Bolsa beira os 98 mil pontos com expectativa de corte de juros e decisão do STF

Dólar se mantém estável a R$ 3,878

Júlia Moura
São Paulo

As principais Bolsas globais tiveram semana de fortes altas com a expectativa de corte de juros. No Brasil, a fraca inflação de maio, menor patamar para o mês desde 2006, sustenta a aposta de investidores de cortes na taxa Selic.

A expectativa e a decisão favorável do STF a venda de subsidiárias de estatais sem necessidade de aval do Congresso ou de licitação levaram a Bolsa a beirar os 98 mil pontos, com alta de 0,63% nesta sexta-feira (7). O dólar cedeu 0,12%, a R$ 3,877.

Gráfico das recentes flutuações dos índices de mercado no pregão da Bolsa de Valores de Sao Paulo
A expectativa de corte na taxa de juros e decisão STF sobre venda de subsidiárias de estatais levaram a Bolsa a beirar os 98 mil pontos nesta sexta - Folhapress

A criação de emprego abaixo do esperado e ganho salarial estável nos Estados Unidos indicam que o Fed (banco central americano) também pode ter que corta a taxa de juros neste ano para manter a inflação dentro da meta e incentivar a economia.

As Bolsas americanas reagiram de forma positiva.
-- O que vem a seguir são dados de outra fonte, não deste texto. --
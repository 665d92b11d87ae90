use serde::{Deserialize, Serialize};
use tracing::warn;

use crate::core::constants::DEFAULT_USER_IDLE_TIMEOUT_MS;

/// Visual shell drawn around the indicator. Purely cosmetic; the engine only
/// forwards the derived class to the host.
#[derive(Debug, Clone, Copy, PartialEq, Eq, Serialize, Deserialize, Default)]
#[serde(rename_all = "kebab-case")]
pub enum IndicatorStyle {
    #[default]
    Bubble,
    Minimal,
    Console,
    Card,
    Banner,
    Pill,
    Ghost,
}

impl IndicatorStyle {
    pub fn class(self) -> &'static str {
        match self {
            IndicatorStyle::Bubble => "patter-style-bubble",
            IndicatorStyle::Minimal => "patter-style-minimal",
            IndicatorStyle::Console => "patter-style-console",
            IndicatorStyle::Card => "patter-style-card",
            IndicatorStyle::Banner => "patter-style-banner",
            IndicatorStyle::Pill => "patter-style-pill",
            IndicatorStyle::Ghost => "patter-style-ghost",
        }
    }
}

#[derive(Debug, Clone, Copy, PartialEq, Eq, Serialize, Deserialize, Default)]
#[serde(rename_all = "kebab-case")]
pub enum IndicatorPosition {
    #[default]
    Bottom,
    Top,
    Inline,
}

impl IndicatorPosition {
    pub fn class(self) -> &'static str {
        match self {
            IndicatorPosition::Bottom => "patter-pos-bottom",
            IndicatorPosition::Top => "patter-pos-top",
            IndicatorPosition::Inline => "patter-pos-inline",
        }
    }
}

#[derive(Debug, Clone, Copy, PartialEq, Eq, Serialize, Deserialize, Default)]
#[serde(rename_all = "kebab-case")]
pub enum AnimationTheme {
    #[default]
    Dots,
    Pulse,
    Wave,
    Fade,
}

impl AnimationTheme {
    pub fn class(self) -> &'static str {
        match self {
            AnimationTheme::Dots => "patter-anim-dots",
            AnimationTheme::Pulse => "patter-anim-pulse",
            AnimationTheme::Wave => "patter-anim-wave",
            AnimationTheme::Fade => "patter-anim-fade",
        }
    }
}

/// Which synthesized cue family the player should use.
#[derive(Debug, Clone, Copy, PartialEq, Eq, Serialize, Deserialize, Default)]
#[serde(rename_all = "kebab-case")]
pub enum SoundTheme {
    #[default]
    Typewriter,
    Soft,
    Mechanical,
    OffBeat,
}

/// Glow styling forwarded to the host when the glow option is on.
#[derive(Debug, Clone, PartialEq, Serialize, Deserialize)]
pub struct GlowStyle {
    pub gradient: bool,
    pub colors: Vec<String>,
}

fn default_enabled() -> bool {
    true
}

fn default_typing_text() -> String {
    "{{char}} is typing…".to_string()
}

fn default_thinking_text() -> String {
    "{{char}} is thinking…".to_string()
}

fn default_thinking_icon() -> String {
    "✦".to_string()
}

fn default_detect_thinking() -> bool {
    true
}

fn default_sound_volume() -> f32 {
    0.5
}

fn default_pause_chance() -> f64 {
    0.3
}

fn default_user_idle_timeout_ms() -> u64 {
    DEFAULT_USER_IDLE_TIMEOUT_MS
}

fn default_glow_colors() -> Vec<String> {
    vec!["#8be9fd".to_string()]
}

fn default_name_colors() -> Vec<String> {
    vec!["#ff79c6".to_string(), "#bd93f9".to_string()]
}

/// Flat record of every indicator option the host can persist. Missing
/// fields fall back to defaults during deserialization, so a host can store
/// any subset.
#[derive(Debug, Clone, Serialize, Deserialize)]
#[serde(default)]
pub struct IndicatorSettings {
    /// Master switch for the whole subsystem.
    pub enabled: bool,
    pub style: IndicatorStyle,
    pub position: IndicatorPosition,
    pub animation: AnimationTheme,
    /// Template for the typing line. `{{char}}` and `{{user}}` expand to the
    /// character and user display names.
    pub typing_text: String,
    /// Template for the thinking line; same placeholders as `typing_text`.
    pub thinking_text: String,
    pub show_avatar: bool,
    pub show_user_avatar: bool,
    /// Watch the transcript for reasoning blocks and switch to the thinking
    /// sub-state while one is active.
    pub detect_thinking: bool,
    /// Prefixed to the thinking line when non-empty.
    pub thinking_icon: String,
    /// Aggregate the names of every currently-generating character instead
    /// of showing only the most recent one.
    pub group_mode: bool,
    pub sound_enabled: bool,
    pub sound_theme: SoundTheme,
    /// Base cue volume in 0.0–1.0. Out-of-range values are clamped at use.
    pub sound_volume: f32,
    /// Defer the first cue until the first stream token arrives.
    pub sound_on_stream: bool,
    /// Widen the inter-cue delay range for a less metronomic rhythm.
    pub dynamic_rhythm: bool,
    pub pause_enabled: bool,
    /// Probability in 0.0–1.0 that any given pause tick applies a pause.
    pub pause_chance: f64,
    pub user_indicator: bool,
    pub user_idle_timeout_ms: u64,
    pub user_right_align: bool,
    pub glow_enabled: bool,
    pub glow_gradient: bool,
    pub glow_colors: Vec<String>,
    pub name_gradient: bool,
    pub name_colors: Vec<String>,
    pub mobile: bool,
}

impl Default for IndicatorSettings {
    fn default() -> Self {
        Self {
            enabled: default_enabled(),
            style: IndicatorStyle::default(),
            position: IndicatorPosition::default(),
            animation: AnimationTheme::default(),
            typing_text: default_typing_text(),
            thinking_text: default_thinking_text(),
            show_avatar: true,
            show_user_avatar: false,
            detect_thinking: default_detect_thinking(),
            thinking_icon: default_thinking_icon(),
            group_mode: false,
            sound_enabled: false,
            sound_theme: SoundTheme::default(),
            sound_volume: default_sound_volume(),
            sound_on_stream: false,
            dynamic_rhythm: false,
            pause_enabled: false,
            pause_chance: default_pause_chance(),
            user_indicator: false,
            user_idle_timeout_ms: default_user_idle_timeout_ms(),
            user_right_align: false,
            glow_enabled: false,
            glow_gradient: false,
            glow_colors: default_glow_colors(),
            name_gradient: false,
            name_colors: default_name_colors(),
            mobile: false,
        }
    }
}

impl IndicatorSettings {
    /// Parse host-persisted TOML, merging missing fields with defaults.
    /// Malformed input degrades to the full default record; the indicator
    /// must never fail to come up over a bad settings file.
    pub fn from_toml_str(raw: &str) -> Self {
        match toml::from_str(raw) {
            Ok(settings) => settings,
            Err(err) => {
                warn!(error = %err, "indicator settings unreadable; using defaults");
                Self::default()
            }
        }
    }

    /// Configured cue volume, clamped into the playable range.
    pub fn cue_volume(&self) -> f32 {
        self.sound_volume.clamp(0.0, 1.0)
    }

    /// Configured pause probability, clamped into 0.0–1.0.
    pub fn pause_chance(&self) -> f64 {
        self.pause_chance.clamp(0.0, 1.0)
    }

    pub fn glow_style(&self) -> Option<GlowStyle> {
        self.glow_enabled.then(|| GlowStyle {
            gradient: self.glow_gradient,
            colors: self.glow_colors.clone(),
        })
    }
}

#[cfg(test)]
mod tests {
    use super::*;

    #[test]
    fn defaults_apply_to_missing_fields() {
        let settings = IndicatorSettings::from_toml_str(
            r#"
            enabled = true
            sound_enabled = true
            sound_theme = "off-beat"
            style = "pill"
            "#,
        );
        assert!(settings.sound_enabled);
        assert_eq!(settings.sound_theme, SoundTheme::OffBeat);
        assert_eq!(settings.style, IndicatorStyle::Pill);
        assert_eq!(settings.typing_text, "{{char}} is typing…");
        assert_eq!(settings.user_idle_timeout_ms, 600);
    }

    #[test]
    fn malformed_settings_fall_back_to_defaults() {
        let settings = IndicatorSettings::from_toml_str("style = 17\nnot even toml [");
        assert!(settings.enabled);
        assert_eq!(settings.style, IndicatorStyle::Bubble);
    }

    #[test]
    fn volume_and_chance_are_clamped() {
        let settings = IndicatorSettings {
            sound_volume: 3.5,
            pause_chance: -0.2,
            ..IndicatorSettings::default()
        };
        assert_eq!(settings.cue_volume(), 1.0);
        assert_eq!(settings.pause_chance(), 0.0);
    }

    #[test]
    fn glow_style_only_present_when_enabled() {
        let mut settings = IndicatorSettings::default();
        assert!(settings.glow_style().is_none());
        settings.glow_enabled = true;
        let glow = settings.glow_style().expect("glow");
        assert_eq!(glow.colors, vec!["#8be9fd".to_string()]);
    }
}
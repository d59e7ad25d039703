// src/integrations/mod.rs
//
// External Integrations Module

pub mod ott;

pub use ott::client::{extract_results, MovieSearchApi, OttDetailsClient};

#[cfg(test)]
pub use ott::client::MockMovieSearchApi;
Dow Jones e S&P 500 subiram 1% e Nasdaq 1,66%.

Um tom mais ameno nas disputas comerciais também contribuiu para o cenário favorável. Autoridades americanas estão concedendo a exportadores chineses mais duas semanas para levar seus produtos aos país antes de elevar as tarifas sobre esses itens, segundo uma notificação do governo dos EUA publicada nesta sexta.

A representação comercial dos EUA disse que está estendendo o prazo a 15 de junho, ante o anterior de 1º de junho, para que determinados produtos não fiquem sujeitos a uma tarifa adicional de 25%.

Também há a possibilidade de cancelar as tarifas ao México, previstas para segunda-feira (10), afirmou o secretário de Estado dos EUA, Mike Pompeo. O governo Trump deve entrar com um aviso formal nesta sexta para abrir caminho para que as tarifas entrassem em vigor na segunda.

"Mas acho que existe a possibilidade, se as negociações continuarem indo bem, de o presidente cancelar isso em algum momento no fim de semana", afirmou Pompeo.

Na quinta (6), o Banco Central Europeu (BCE) indicou que a taxa de juros da região se manterá no nível atual até o meio de 2020. Antes, a estimativa era de aumento no começo do próximo ano.

As Bolsas francesa teve 1,62% de alta. Londres e Frankfurt subiram 1% e 0,77%, respectivamente.

No Brasil, o Ibovespa, maior índice acionário do país, fechou em alta de 0,63%, a 97.821 pontos. Durante grande parte do dia, o índice operou acima dos 98 mil pontos, com máxima de 98.325 pontos. O giro financeiro ficou abaixo da média diária para o ano, em R$ 11,8 bilhões. 

A Petrobras, empresa com maior peso no índice, teve forte alta com a decisão do STF que possibilita a conclusão de venda da TAG (Transportadora Associada de Gás). Além disso, o barril petróleo brent, que registrou acentuadas quedas na semana, subiu 2,66%, a US$ 63,36 com a extensão dos cortes da Opep (Organização dos Países Exportadores de Petróleo).

​A Arábia Saudita afirmou nesta sexta que a Opep e seus aliados devem estender os cortes de produção de petróleo em torno dos níveis atuais, uma vez que o reino não deseja lutar com os Estados Unidos por uma parcela do mercado ou ver a repetição do colapso nos preços ocorrido há cinco anos.

Segundo o ministro da Energia saudita, Khalid al-Falih, a Opep está próxima de acertar o prolongamento do pacto de cortes de oferta que termina este mês, embora ainda sejam necessárias mais negociações com países não-membros da organização que fazem parte do acordo.

Nesta sexta, o presidente Jair Bolsonaro (PSL) afirmou que há um plano de criar uma moeda única para Brasil e Argentina. A afirmação não impactou o valor de ambas as moedas. O dólar teve variação positiva de 0,03% frente ao peso argentino, a US$ 44,88.

"Isso não impacta o mercado devido apenas serem tratativas iniciais e que levarão muito tempo ainda para serem discutidas e avaliadas. O mercado está voltado principalmente para os tramites da reforma da Previdência e para um clima mais ameno no mercado internacional", afirma Gustavo Bertotti, da Messem Investimentos.